Site-specific and installation based work is becoming increasingly relevant today, partly due to the rise of digital representation as now one of the primary means of viewing art. Impermanent Durations: On Painting and Time at the Peter Scott Gallery at Lancaster University is a group show featuring four artists from around the world, who have worked together to create a single collaborative installation piece which sets out to demonstrate how the gallery space can be used to shape an aesthetic experience that cannot be fully reproduced through digital images.

To this end, artists Beth Harland (UK), Laura Lisbon (US), David Thomas (AU) and Ian Woo (SG) engaged in an experimental process investigating, as the exhibition catalogue states, “the relationship between painting’s reflexivity as picture object and the real space of the gallery site.”
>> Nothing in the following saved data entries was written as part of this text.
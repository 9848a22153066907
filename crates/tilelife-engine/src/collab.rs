//! Outside collaborators: the screen, the input source and the power hook.
//!
//! The engine never touches hardware. Whatever shows the plane, reads keys or
//! drives a busy indicator plugs in through these traits.

use std::io;

use tilelife_core::BitPlane;

// ── Screen ─────────────────────────────────────────────────────────

/// Something that can show a whole plane.
pub trait Screen {
    /// Redraw the full plane.
    fn redraw(&mut self, plane: &BitPlane);
}

/// A screen that shows nothing.
#[derive(Clone, Copy, Debug, Default)]
pub struct NullScreen;

impl Screen for NullScreen {
    fn redraw(&mut self, _plane: &BitPlane) {}
}

/// Renders each frame as `#`/`.` text, followed by a blank line.
///
/// Write errors are logged and swallowed; a broken pipe does not stop the
/// simulation.
#[derive(Debug)]
pub struct TextScreen<W: io::Write> {
    out: W,
    frames: u64,
}

impl<W: io::Write> TextScreen<W> {
    /// Render into `out`.
    pub fn new(out: W) -> Self {
        Self { out, frames: 0 }
    }

    /// Frames successfully written.
    pub fn frames(&self) -> u64 {
        self.frames
    }

    /// Recover the writer.
    pub fn into_inner(self) -> W {
        self.out
    }

    fn write_frame(&mut self, plane: &BitPlane) -> io::Result<()> {
        writeln!(self.out, "{plane}")?;
        self.out.flush()
    }
}

impl<W: io::Write> Screen for TextScreen<W> {
    fn redraw(&mut self, plane: &BitPlane) {
        match self.write_frame(plane) {
            Ok(()) => self.frames += 1,
            Err(e) => tracing::warn!(error = %e, "text screen redraw failed"),
        }
    }
}

// ── Input ──────────────────────────────────────────────────────────

/// User commands, polled between whole steps.
#[derive(Clone, Copy, Debug, PartialEq, Eq, Hash)]
pub enum Action {
    /// Run continuously.
    Start,
    /// Pause.
    Stop,
    /// Advance one generation while paused.
    Step,
    /// End the session.
    Quit,
}

/// Non-blocking source of [`Action`]s.
pub trait Input {
    /// The next pending action, if any.
    fn poll(&mut self) -> Option<Action>;
}

// ── PowerHook ──────────────────────────────────────────────────────

/// Busy indicator and idle hook.
///
/// Both methods default to doing nothing.
pub trait PowerHook {
    /// Called with `true` when continuous running begins and `false` when it
    /// ends.
    fn set_busy(&mut self, _busy: bool) {}

    /// Called on every poll while paused.
    fn idle(&mut self) {}
}

/// A power hook that does nothing.
#[derive(Clone, Copy, Debug, Default)]
pub struct NoPower;

impl PowerHook for NoPower {}

#[cfg(test)]
mod tests {
    use super::*;

    struct BrokenPipe;

    impl io::Write for BrokenPipe {
        fn write(&mut self, _buf: &[u8]) -> io::Result<usize> {
            Err(io::Error::from(io::ErrorKind::BrokenPipe))
        }

        fn flush(&mut self) -> io::Result<()> {
            Ok(())
        }
    }

    #[test]
    fn text_screen_renders_rows() {
        let mut plane = BitPlane::new(2, 3).unwrap();
        plane.set(0, 1, true);
        plane.set(1, 2, true);
        let mut screen = TextScreen::new(Vec::new());
        screen.redraw(&plane);
        assert_eq!(screen.frames(), 1);
        let text = String::from_utf8(screen.into_inner()).unwrap();
        assert_eq!(text, format!("{plane}\n"));
        assert!(text.starts_with(".#.\n..#"));
    }

    #[test]
    fn text_screen_swallows_write_errors() {
        let plane = BitPlane::new(1, 1).unwrap();
        let mut screen = TextScreen::new(BrokenPipe);
        screen.redraw(&plane);
        assert_eq!(screen.frames(), 0);
    }
}
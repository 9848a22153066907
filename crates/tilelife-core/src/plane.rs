//! Bit-packed boolean plane.
//!
//! [`BitPlane`] is the only place in the workspace that knows about bytes,
//! masks, and row strides. Everything else addresses cells by
//! `(row, col)`.

use std::fmt;
use std::ops::RangeInclusive;

use smallvec::SmallVec;

use crate::error::GridError;

/// Live column indices found in one row segment.
pub type LiveCols = SmallVec<[u32; 16]>;

/// A complete bit-packed snapshot of the grid.
///
/// Rows are stored back to back, `row_bytes = ceil(cols / 8)` bytes each,
/// most-significant bit first within a byte. Coordinates outside the grid
/// read as dead and ignore writes, so seeding code can stamp patterns
/// that hang off the edge without corrupting neighbouring rows.
///
/// # Examples
///
/// ```
/// use tilelife_core::BitPlane;
///
/// let mut plane = BitPlane::new(4, 10).unwrap();
/// assert_eq!(plane.row_bytes(), 2);
///
/// plane.set(1, 9, true);
/// assert!(plane.get(1, 9));
/// assert!(!plane.get(1, 10)); // off-grid is dead
/// plane.set(-1, 3, true);     // off-grid writes are dropped
/// assert_eq!(plane.population(), 1);
/// ```
#[derive(Clone, PartialEq, Eq, Hash)]
pub struct BitPlane {
    rows: u32,
    cols: u32,
    row_bytes: usize,
    bits: Vec<u8>,
}

impl BitPlane {
    /// Largest accepted dimension; coordinates are `i32`.
    pub const MAX_DIM: u32 = i32::MAX as u32;

    /// Create an all-dead plane with `rows * cols` cells.
    ///
    /// Returns `Err(GridError::EmptyGrid)` if either dimension is 0, or
    /// `Err(GridError::DimensionTooLarge)` if either exceeds [`Self::MAX_DIM`].
    pub fn new(rows: u32, cols: u32) -> Result<Self, GridError> {
        let row_bytes = Self::validate_dims(rows, cols)?;
        Ok(Self {
            rows,
            cols,
            row_bytes,
            bits: vec![0; row_bytes * rows as usize],
        })
    }

    /// Adopt raw plane bytes laid out as described on [`BitPlane`].
    ///
    /// The byte length must be exactly `row_bytes * rows` and every
    /// padding bit past the last column must be clear.
    pub fn from_bytes(rows: u32, cols: u32, bytes: Vec<u8>) -> Result<Self, GridError> {
        let row_bytes = Self::validate_dims(rows, cols)?;
        let expected = row_bytes * rows as usize;
        if bytes.len() != expected {
            return Err(GridError::ByteLengthMismatch {
                expected,
                found: bytes.len(),
            });
        }
        let padding = Self::padding_mask(cols);
        if padding != 0 {
            for row in 0..rows {
                let last = bytes[(row as usize + 1) * row_bytes - 1];
                if last & padding != 0 {
                    return Err(GridError::DirtyPadding { row });
                }
            }
        }
        Ok(Self {
            rows,
            cols,
            row_bytes,
            bits: bytes,
        })
    }

    /// Bytes per row implied by a column count: `ceil(cols / 8)`.
    pub fn stride_for(cols: u32) -> usize {
        cols.div_ceil(8) as usize
    }

    /// Check a geometry without allocating; returns the row stride.
    pub fn validate_dims(rows: u32, cols: u32) -> Result<usize, GridError> {
        if rows == 0 || cols == 0 {
            return Err(GridError::EmptyGrid);
        }
        if rows > Self::MAX_DIM {
            return Err(GridError::DimensionTooLarge {
                name: "rows",
                value: rows,
                max: Self::MAX_DIM,
            });
        }
        if cols > Self::MAX_DIM {
            return Err(GridError::DimensionTooLarge {
                name: "cols",
                value: cols,
                max: Self::MAX_DIM,
            });
        }
        Ok(Self::stride_for(cols))
    }

    /// Bits of a row's final byte that lie past the last column.
    fn padding_mask(cols: u32) -> u8 {
        match cols % 8 {
            0 => 0,
            used => 0xFF >> used,
        }
    }

    /// Number of rows.
    pub fn rows(&self) -> u32 {
        self.rows
    }

    /// Number of columns.
    pub fn cols(&self) -> u32 {
        self.cols
    }

    /// Bytes per packed row.
    pub fn row_bytes(&self) -> usize {
        self.row_bytes
    }

    /// Total number of cells.
    pub fn cell_count(&self) -> usize {
        self.rows as usize * self.cols as usize
    }

    /// Whether `other` has identical dimensions.
    pub fn same_geometry(&self, other: &BitPlane) -> bool {
        self.rows == other.rows && self.cols == other.cols
    }

    /// The packed bytes, row-major.
    pub fn as_bytes(&self) -> &[u8] {
        &self.bits
    }

    /// Consume the plane, returning the packed bytes.
    pub fn into_bytes(self) -> Vec<u8> {
        self.bits
    }

    /// Byte index and mask for an in-grid cell.
    #[inline]
    fn locate(&self, row: i32, col: i32) -> Option<(usize, u8)> {
        if row < 0 || col < 0 {
            return None;
        }
        let (row, col) = (row as u32, col as u32);
        if row >= self.rows || col >= self.cols {
            return None;
        }
        let byte = row as usize * self.row_bytes + (col / 8) as usize;
        Some((byte, 0x80 >> (col % 8)))
    }

    /// Whether the cell at `(row, col)` is alive. Off-grid cells are dead.
    #[inline]
    pub fn get(&self, row: i32, col: i32) -> bool {
        self.locate(row, col)
            .is_some_and(|(byte, mask)| self.bits[byte] & mask != 0)
    }

    /// Set the cell at `(row, col)`. Off-grid writes are ignored.
    #[inline]
    pub fn set(&mut self, row: i32, col: i32, alive: bool) {
        if let Some((byte, mask)) = self.locate(row, col) {
            if alive {
                self.bits[byte] |= mask;
            } else {
                self.bits[byte] &= !mask;
            }
        }
    }

    /// Kill every cell.
    pub fn clear(&mut self) {
        self.bits.fill(0);
    }

    /// Number of live cells.
    pub fn population(&self) -> usize {
        self.bits.iter().map(|b| b.count_ones() as usize).sum()
    }

    /// Live columns of `row` within `cols`, in ascending order.
    ///
    /// All-dead bytes are skipped eight columns at a time, so sparse rows
    /// cost roughly one load per byte. Columns past the grid edge and rows
    /// past the last row yield nothing.
    pub fn live_cols_in_row(&self, row: u32, cols: RangeInclusive<u32>) -> LiveCols {
        let mut out = LiveCols::new();
        if row >= self.rows {
            return out;
        }
        let first = *cols.start();
        let last = (*cols.end()).min(self.cols - 1);
        let base = row as usize * self.row_bytes;
        let mut col = first;
        while col <= last {
            let byte = self.bits[base + (col / 8) as usize];
            if byte == 0 {
                col = (col / 8 + 1) * 8;
                continue;
            }
            if byte & (0x80 >> (col % 8)) != 0 {
                out.push(col);
            }
            col += 1;
        }
        out
    }

    /// Every live cell as `(row, col)`, row-major.
    pub fn live_cells(&self) -> impl Iterator<Item = (u32, u32)> + '_ {
        (0..self.rows).flat_map(move |row| {
            self.live_cols_in_row(row, 0..=self.cols - 1)
                .into_iter()
                .map(move |col| (row, col))
        })
    }
}

impl fmt::Debug for BitPlane {
    fn fmt(&self, f: &mut fmt::Formatter<'_>) -> fmt::Result {
        f.debug_struct("BitPlane")
            .field("rows", &self.rows)
            .field("cols", &self.cols)
            .field("row_bytes", &self.row_bytes)
            .field("population", &self.population())
            .finish()
    }
}

/// Renders `#` for live and `.` for dead, one line per row.
impl fmt::Display for BitPlane {
    fn fmt(&self, f: &mut fmt::Formatter<'_>) -> fmt::Result {
        for row in 0..self.rows as i32 {
            for col in 0..self.cols as i32 {
                f.write_str(if self.get(row, col) { "#" } else { "." })?;
            }
            f.write_str("\n")?;
        }
        Ok(())
    }
}
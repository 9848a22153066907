//! Core types for the tilelife workspace.
//!
//! This is the leaf crate with no internal dependencies. It owns the
//! single bit-addressing abstraction ([`BitPlane`]), the rectangular
//! [`Region`] descriptor the partition planner produces, ASCII
//! [`Pattern`] seeding, the [`Generation`] counter and the error types
//! shared by the engine and persistence crates.
//!
//! # Bit layout
//!
//! ```text
//! row 0: [b7 b6 b5 b4 b3 b2 b1 b0] [b7 ...] ... (row_bytes = ceil(cols / 8))
//! row 1: ...
//! ```
//!
//! Column `c` of a row lives in byte `c / 8` at mask `0x80 >> (c % 8)`.
//! Padding bits past the last column are always zero.

#![deny(missing_docs)]
#![deny(rustdoc::broken_intra_doc_links)]
#![forbid(unsafe_code)]

pub mod error;
pub mod id;
pub mod pattern;
pub mod plane;
pub mod region;

pub use error::GridError;
pub use id::Generation;
pub use pattern::Pattern;
pub use plane::BitPlane;
pub use region::Region;
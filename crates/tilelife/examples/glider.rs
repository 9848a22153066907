//! Run a glider across the device screen and print each generation.
//!
//! ```text
//! cargo run -p tilelife --example glider -- [generations]
//! ```

use std::io;

use tilelife::prelude::*;

/// Starts immediately and quits after a fixed number of polls.
struct Countdown {
    remaining: u64,
    started: bool,
}

impl Input for Countdown {
    fn poll(&mut self) -> Option<Action> {
        if !self.started {
            self.started = true;
            return Some(Action::Start);
        }
        if self.remaining <= 1 {
            return Some(Action::Quit);
        }
        self.remaining -= 1;
        None
    }
}

fn main() -> Result<(), Box<dyn std::error::Error>> {
    let generations = match std::env::args().nth(1) {
        Some(arg) => arg.parse()?,
        None => 8,
    };

    let glider = Pattern::parse(".O.\n..O\nOOO")?;
    let mut world = World::new(EngineConfig::default(), TextScreen::new(io::stdout().lock()))?;
    world.stamp(&glider, 1, 1);

    let mut input = Countdown {
        remaining: generations,
        started: false,
    };
    let summary = Session::new(&mut world).run(&mut input, &mut NoPower);

    eprintln!(
        "{} generations, {} live cells, {} frames",
        summary.final_generation,
        world.plane().population(),
        world.screen().frames()
    );
    Ok(())
}
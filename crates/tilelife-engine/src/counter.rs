//! Per-region neighbour counting.

use tilelife_core::{BitPlane, Region};

use crate::scratch::ScratchCounts;

/// Rows or columns that receive a contribution from a live cell at `at`.
///
/// A source on a deferred edge only contributes one step inward; the region
/// that commits the edge counts everything along and beyond it.
#[inline]
fn targets(at: u32, first: u32, last: u32, deferred: bool) -> (u32, u32) {
    if deferred && at == last {
        (last - 1, last - 1)
    } else {
        (at.saturating_sub(1).max(first), (at + 1).min(last))
    }
}

/// Accumulates live Moore-neighbour counts for one region at a time.
///
/// Counting is source-driven: each live cell scatters `+1` over its 3x3
/// neighbourhood clipped to the region extent, then takes back the
/// increment on its own position. Positions outside the grid are never
/// touched, so border cells see dead neighbours beyond the edge.
#[derive(Clone, Copy, Debug, Default)]
pub struct NeighborCounter;

impl NeighborCounter {
    /// Add the contributions of every live cell in `region` to `scratch`.
    ///
    /// `scratch` must already be shaped for `region`, with any carried
    /// counts loaded. Returns the number of live source cells visited.
    pub fn count(&self, plane: &BitPlane, region: &Region, scratch: &mut ScratchCounts) -> usize {
        let (r0, r1) = (region.row(), region.last_row());
        let (c0, c1) = (region.col(), region.last_col());
        let mut sources = 0;

        for row in r0..=r1 {
            // Zero bytes are skipped inside the scan.
            let live = plane.live_cols_in_row(row, c0..=c1);
            if live.is_empty() {
                continue;
            }
            let row_deferred = region.defers_bottom() && row == r1;
            let (top, bottom) = targets(row, r0, r1, region.defers_bottom());

            for &col in &live {
                sources += 1;
                let col_deferred = region.defers_right() && col == c1;
                let (left, right) = targets(col, c0, c1, region.defers_right());
                for target_row in top..=bottom {
                    for target_col in left..=right {
                        scratch.increment(target_row, target_col);
                    }
                }
                if !row_deferred && !col_deferred {
                    scratch.decrement(row, col);
                }
            }
        }
        sources
    }
}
Upon first encountering Impermanent Durations, the effect of the exhibition (or overall ‘piece’ rather, as it is intended to be read) on the viewer, may seem somewhat indecipherable or enigmatic, yet a basic structure does eventually become apparent. At first, we are confronted by an array of abstract paintwork on canvas, paper and even the walls of the gallery, which starkly contrasts with a series of large monochrome photographs and small images that thread throughout various pieces of collage. Yet even the photographs have an ‘abstract’ feel as, placed sideways-on and distinctly blurred, their figurative content sits more closely to pure shape.

Elsewhere, thin strips of MDF are placed at intervals around the space, simply leaning against the wall as if left unintentionally. In any other context they would appear incidental, but the overall aesthetic of the show casts them in a more sculptural light. The viewer begins to see them as curved and straight lines rather than simple pieces of wood, or almost as extensions of the paintings surrounding them.

The rhythm of the paintings is reflected in the actual arrangement of the wider ‘piece’ itself, as many of the individual ‘components’ hang unconventionally high or low on the wall. This emphasises the way in which the exhibition is intended to be experienced as one overall arrangement, rather than as a series of separate works. It also addresses the theme of ‘the gallery space’ itself, as a number of the large photographs show unknown gallery and studio spaces in which the muted backdrops become an object of aesthetic contemplation.

On the whole, there is very little figurative representation within the show, and what representation there is appears vague and indecipherable; obfuscated beneath layers of abstraction. The visual language is primarily abstract; representational only in so far as certain shapes and lines which appear in the work recall the interior structure of the gallery itself.

Referring once more to the exhibition catalogue, one of the key aims of the exhibition was “to generate new visual relationships and readings that are recoverable over the time of viewing.” This notion of ‘viewing time’ is central to the idea behind Impermanent Durations. Painting, though technically a static art form, can only be truly experienced through time. That is to say, you can’t properly experience a painting in an instant; you have to allow for the unfolding of different layers of meaning and moments of appreciation.

This message may not come across as immediately as some of the other ideas within the show, but then perhaps this is intentional. After all, the fact that the inherent meaning within the work takes time to come through only confirms the overall message about the role of temporality in our experience of art.

All quotations taken from ‘Impermanent Durations: On Painting and Time’ Exhibition Catalogue 2016-17.